Wachter said he thinks he got a great deal. This will be his second restaurant contract with Ventura--he will also own a third of the Pineapples restaurant planned for the nearby Ventura Promenade.

“I’m very excited,” he said. “I’m confident the charter will change. And now, what we’ve got is more a landlord-tenant type of relationship” than the previous proposal.

Others in town also think Wachter has a good bargain.

“I’m glad it’s somebody local,” said Sandy Smith, a planning commissioner and owner of The Rosarito Beach Cafe, who also applied for the spot in this latest round of competition. “But it seems now that Eric’s gotten (the Pineapples restaurant) and the pier, I hope at some point the city could consider some other people for projects.”
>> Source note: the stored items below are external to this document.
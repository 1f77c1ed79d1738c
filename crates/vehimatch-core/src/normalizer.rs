//! # Description Normalizer
//!
//! Canonicalizes free-text vehicle descriptions into a comparable form:
//! lowercase, punctuation replaced by spaces, common abbreviations expanded
//! as whole words, and whitespace collapsed.

use regex::Regex;

use crate::error::Result;

/// Whole-word abbreviation expansions, applied in order.
pub const DEFAULT_ABBREVIATIONS: &[(&str, &str)] = &[
    // Make
    ("vw", "volkswagen"),
    // Drive type
    ("fwd", "front wheel drive"),
    ("rwd", "rear wheel drive"),
    ("awd", "all wheel drive"),
    ("4wd", "four wheel drive"),
    ("4x4", "four wheel drive"),
    // Transmission typo
    ("quto", "automatic"),
];

/// Deterministic, stateless text normalizer.
#[derive(Debug, Clone)]
pub struct Normalizer {
    re_special: Regex,
    re_whitespace: Regex,
    abbreviations: Vec<(Regex, String)>,
}

impl Normalizer {
    /// Constructs a normalizer with [`DEFAULT_ABBREVIATIONS`].
    ///
    /// # Errors
    ///
    /// Returns `MatchError::Regex` if a pattern fails to compile (should
    /// never happen with the static table).
    pub fn new() -> Result<Self> {
        Self::with_abbreviations(DEFAULT_ABBREVIATIONS.iter().copied())
    }

    /// Constructs a normalizer with a custom abbreviation table.
    ///
    /// Abbreviations are matched literally and only as whole words.
    pub fn with_abbreviations<'a, I>(table: I) -> Result<Self>
    where
        I: IntoIterator<Item = (&'a str, &'a str)>,
    {
        let abbreviations = table
            .into_iter()
            .map(|(short, long)| -> Result<(Regex, String)> {
                let pattern = format!(r"\b{}\b", regex::escape(&short.to_lowercase()));
                Ok((Regex::new(&pattern)?, long.to_string()))
            })
            .collect::<Result<Vec<_>>>()?;

        Ok(Self {
            re_special: Regex::new(r"[^a-z0-9\s-]")?,
            re_whitespace: Regex::new(r"\s+")?,
            abbreviations,
        })
    }

    /// Normalizes a raw description.
    ///
    /// # Examples
    /// ```
    /// use vehimatch_core::Normalizer;
    ///
    /// let normalizer = Normalizer::new().unwrap();
    /// assert_eq!(normalizer.normalize("VW@Golf#R-Line!2020"), "volkswagen golf r-line 2020");
    /// assert_eq!(normalizer.normalize("Ranger 4x4 QUTO"), "ranger four wheel drive automatic");
    /// ```
    #[must_use]
    pub fn normalize(&self, raw: &str) -> String {
        let lowered = raw.to_lowercase();
        let stripped = self.re_special.replace_all(&lowered, " ");
        let expanded = self.expand_abbreviations(&stripped);
        self.re_whitespace.replace_all(&expanded, " ").trim().to_string()
    }

    fn expand_abbreviations(&self, text: &str) -> String {
        let mut text = text.to_string();
        for (pattern, replacement) in &self.abbreviations {
            // Replacements are literal text, never capture references.
            text = pattern
                .replace_all(&text, regex::NoExpand(replacement.as_str()))
                .into_owned();
        }
        text
    }
}

#[cfg(test)]
mod tests {
    use super::*;

    fn normalize(s: &str) -> String {
        Normalizer::new().unwrap().normalize(s)
    }

    #[test]
    fn lowercases_input() {
        assert_eq!(normalize("VolksWagen"), "volkswagen");
    }

    #[test]
    fn special_characters_become_spaces() {
        assert_eq!(normalize("VW@Golf#R-Line!2020"), "volkswagen golf r-line 2020");
    }

    #[test]
    fn keeps_dashes() {
        assert_eq!(normalize("R-Line"), "r-line");
    }

    #[test]
    fn expands_make_abbreviation() {
        assert_eq!(normalize("VW Golf"), "volkswagen golf");
    }

    #[test]
    fn expands_drive_type_abbreviations() {
        let cases = [
            ("FWD", "front wheel drive"),
            ("RWD", "rear wheel drive"),
            ("AWD", "all wheel drive"),
            ("4WD", "four wheel drive"),
            ("4x4", "four wheel drive"),
        ];
        for (input, expected) in cases {
            assert_eq!(normalize(input), expected, "input: {input}");
        }
    }

    #[test]
    fn corrects_transmission_typo() {
        assert_eq!(normalize("quto"), "automatic");
    }

    #[test]
    fn empty_input() {
        assert_eq!(normalize(""), "");
        assert_eq!(normalize("  \t\n "), "");
        assert_eq!(normalize("!!!"), "");
    }

    #[test]
    fn abbreviations_only_match_whole_words() {
        assert_eq!(normalize("petrol"), "petrol");
        assert_eq!(normalize("vwx awdy 4wdrive quoto"), "vwx awdy 4wdrive quoto");
        assert_eq!(normalize("Hilux 4x4x"), "hilux 4x4x");
    }

    #[test]
    fn collapses_whitespace() {
        assert_eq!(normalize("  toyota \t  86\n gt  "), "toyota 86 gt");
    }

    #[test]
    fn punctuation_does_not_fuse_tokens() {
        assert_eq!(normalize("golf,gti"), "golf gti");
        assert_eq!(normalize("(vw)"), "volkswagen");
    }

    #[test]
    fn normalize_is_idempotent() {
        let normalizer = Normalizer::new().unwrap();
        let inputs = [
            "",
            "VW Golf R 2020",
            "Toyota 86 GT Automatic Petrol RWD",
            "Amarok TDI580 Ultimate 4x4 QUTO",
            "  weird__spacing -- and/slashes ",
            "Škoda Octavia RS",
            "awd,fwd;rwd:4wd",
        ];
        for input in inputs {
            let once = normalizer.normalize(input);
            assert_eq!(normalizer.normalize(&once), once, "input: {input}");
        }
    }

    #[test]
    fn custom_abbreviation_table() {
        let normalizer =
            Normalizer::with_abbreviations([("merc", "mercedes-benz"), ("auto", "automatic")])
                .unwrap();
        assert_eq!(normalizer.normalize("Merc C63 Auto"), "mercedes-benz c63 automatic");
        assert_eq!(normalizer.normalize("VW"), "vw");
    }
}
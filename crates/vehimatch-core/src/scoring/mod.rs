pub mod field;
pub mod profile;

pub use field::Field;
pub use profile::{CONFIDENCE_SCALE, FieldWeight, FieldWeightTable, MatcherConfig};
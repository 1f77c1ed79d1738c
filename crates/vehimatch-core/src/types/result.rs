use std::fmt;

use serde::{Deserialize, Serialize};

use super::vehicle::VehicleId;

/// A record that scored above zero against one description.
///
/// Candidates live only for the resolution of a single description.
#[derive(Debug, Clone, PartialEq, Eq)]
pub struct Candidate<'a> {
    pub id: &'a VehicleId,
    /// Sum of the weights of every matched field.
    pub score: u32,
    /// Listing count of the record, 0 when the catalog has none.
    pub popularity: u64,
}

/// The outcome of matching one description against the catalog.
#[derive(Debug, Clone, PartialEq, Eq, Serialize, Deserialize)]
pub struct MatchResult {
    /// Original, non-normalized description.
    pub input: String,

    /// Winning record, `None` when nothing scored above zero.
    pub vehicle_id: Option<VehicleId>,

    /// Match quality in `[0, 10]`.
    pub confidence: u8,

    /// Listing count of the winner; present only alongside `vehicle_id`.
    #[serde(default, skip_serializing_if = "Option::is_none")]
    pub listing_count: Option<u64>,
}

impl MatchResult {
    /// Creates the result for a description that matched nothing.
    #[must_use]
    pub fn unmatched(input: impl Into<String>) -> Self {
        Self {
            input: input.into(),
            vehicle_id: None,
            confidence: 0,
            listing_count: None,
        }
    }

    /// Creates the result for a resolved winner.
    #[must_use]
    pub fn matched(
        input: impl Into<String>,
        vehicle_id: VehicleId,
        confidence: u8,
        listing_count: u64,
    ) -> Self {
        Self {
            input: input.into(),
            vehicle_id: Some(vehicle_id),
            confidence,
            listing_count: Some(listing_count),
        }
    }

    /// Returns `true` if a record was selected.
    #[must_use]
    pub fn is_match(&self) -> bool {
        self.vehicle_id.is_some()
    }
}

impl fmt::Display for MatchResult {
    fn fmt(&self, f: &mut fmt::Formatter<'_>) -> fmt::Result {
        write!(f, "MatchResult(input={:?}", self.input)?;
        match (&self.vehicle_id, self.listing_count) {
            (Some(id), Some(count)) => write!(f, ", vehicle={id}, listings={count}")?,
            (Some(id), None) => write!(f, ", vehicle={id}")?,
            _ => write!(f, ", vehicle=none")?,
        }
        write!(f, ", conf={})", self.confidence)
    }
}
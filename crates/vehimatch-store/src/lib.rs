//! # Vehimatch Store
//!
//! Builds the immutable [`Catalog`] snapshot that the matcher consumes, from
//! either the listing-ingestion SQLite database or a JSON export of it.
//! Collaborator data is validated here, before any matching starts.
pub mod error;
pub mod json;
pub mod sqlite;

use std::path::Path;

use vehimatch_core::Catalog;

pub use error::{Result, StoreError};
pub use json::{load_json, load_json_str};
pub use sqlite::{load_from_connection, load_sqlite};

/// Loads a catalog, picking the loader from the file extension: `.json`
/// files are read as JSON documents, anything else as a SQLite database.
pub fn load_catalog<P: AsRef<Path>>(path: P) -> Result<Catalog> {
    let path = path.as_ref();
    let is_json = path
        .extension()
        .is_some_and(|ext| ext.eq_ignore_ascii_case("json"));

    if is_json {
        load_json(path)
    } else {
        load_sqlite(path)
    }
}
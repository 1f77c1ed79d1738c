//! Loads a catalog from the listing-ingestion SQLite database.
//!
//! Expected tables:
//!
//! ```sql
//! CREATE TABLE vehicle (
//!     id INTEGER PRIMARY KEY,
//!     make TEXT, model TEXT, badge TEXT,
//!     transmission_type TEXT, fuel_type TEXT, drive_type TEXT
//! );
//! CREATE TABLE listing (
//!     id TEXT PRIMARY KEY,
//!     vehicle_id TEXT NOT NULL,
//!     url TEXT, price TEXT, kms TEXT
//! );
//! ```
//!
//! The listing table is optional; without it every vehicle has popularity 0.

use std::path::Path;

use rusqlite::types::ValueRef;
use rusqlite::{Connection, OpenFlags, Row};
use tracing::info;
use vehimatch_core::{Catalog, VehicleId, VehicleRecord};

use crate::error::{Result, StoreError};

const VEHICLE_QUERY: &str = "SELECT id, make, model, badge, transmission_type, fuel_type, drive_type \
     FROM vehicle";

const LISTING_COUNT_QUERY: &str =
    "SELECT vehicle_id, COUNT(*) FROM listing GROUP BY vehicle_id";

/// Opens `path` read-only and loads every vehicle and listing count.
pub fn load_sqlite<P: AsRef<Path>>(path: P) -> Result<Catalog> {
    let conn = Connection::open_with_flags(path.as_ref(), OpenFlags::SQLITE_OPEN_READ_ONLY)?;
    load_from_connection(&conn)
}

/// Loads a catalog through an existing connection.
pub fn load_from_connection(conn: &Connection) -> Result<Catalog> {
    let mut builder = Catalog::builder();

    let mut stmt = conn.prepare(VEHICLE_QUERY)?;
    let mut rows = stmt.query([])?;
    let mut vehicles = 0usize;
    while let Some(row) = rows.next()? {
        builder.insert(vehicle_from_row(row)?)?;
        vehicles += 1;
    }

    let mut listings = 0i64;
    if has_table(conn, "listing")? {
        let mut stmt = conn.prepare(LISTING_COUNT_QUERY)?;
        let mut rows = stmt.query([])?;
        while let Some(row) = rows.next()? {
            let id = id_from_value(row.get_ref(0)?, "listing", "vehicle_id")?;
            let count: i64 = row.get(1)?;
            builder.listing_count(id, count)?;
            listings += count;
        }
    }

    info!(vehicles, listings, "loaded catalog from sqlite");
    Ok(builder.build())
}

fn vehicle_from_row(row: &Row<'_>) -> Result<VehicleRecord> {
    let text = |idx: usize| -> Result<String> {
        Ok(row.get::<_, Option<String>>(idx)?.unwrap_or_default())
    };

    Ok(VehicleRecord {
        id: id_from_value(row.get_ref(0)?, "vehicle", "id")?,
        make: text(1)?,
        model: text(2)?,
        badge: text(3)?,
        transmission_type: text(4)?,
        fuel_type: text(5)?,
        drive_type: text(6)?,
    })
}

fn id_from_value(
    value: ValueRef<'_>,
    table: &'static str,
    column: &'static str,
) -> Result<VehicleId> {
    match value {
        ValueRef::Integer(id) => Ok(VehicleId::from(id)),
        ValueRef::Text(bytes) => Ok(VehicleId::from(String::from_utf8_lossy(bytes).into_owned())),
        _ => Err(StoreError::InvalidId { table, column }),
    }
}

fn has_table(conn: &Connection, name: &str) -> Result<bool> {
    let count: i64 = conn.query_row(
        "SELECT COUNT(*) FROM sqlite_master WHERE type = 'table' AND name = ?1",
        [name],
        |row| row.get(0),
    )?;
    Ok(count > 0)
}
In addition to Smith, who submitted his proposal with Ed Warren, owner of Smokey’s Saloon & Dining Hall, Wachter also beat out the 1940s retro chain Ruby’s, and a partnership of Mike Wagner, owner of Andria’s Seafood restaurant at the Ventura Harbor Village, and John Zaruka, the owner of the Wedgewood Banquet Center at the Buenaventura Golf Course.

“Sure, I’m disappointed, but I hope (Wachter) does a great job,” Zaruka said.

Members of the restaurant selection committee--council members Gary Tuttle and Greg Carson, Planning Commissioner Ted Temple, and Shawn Atkisson, the manager of the Holiday Inn--said Wachter presented them with the most complete proposal and the one which was most economical for the city.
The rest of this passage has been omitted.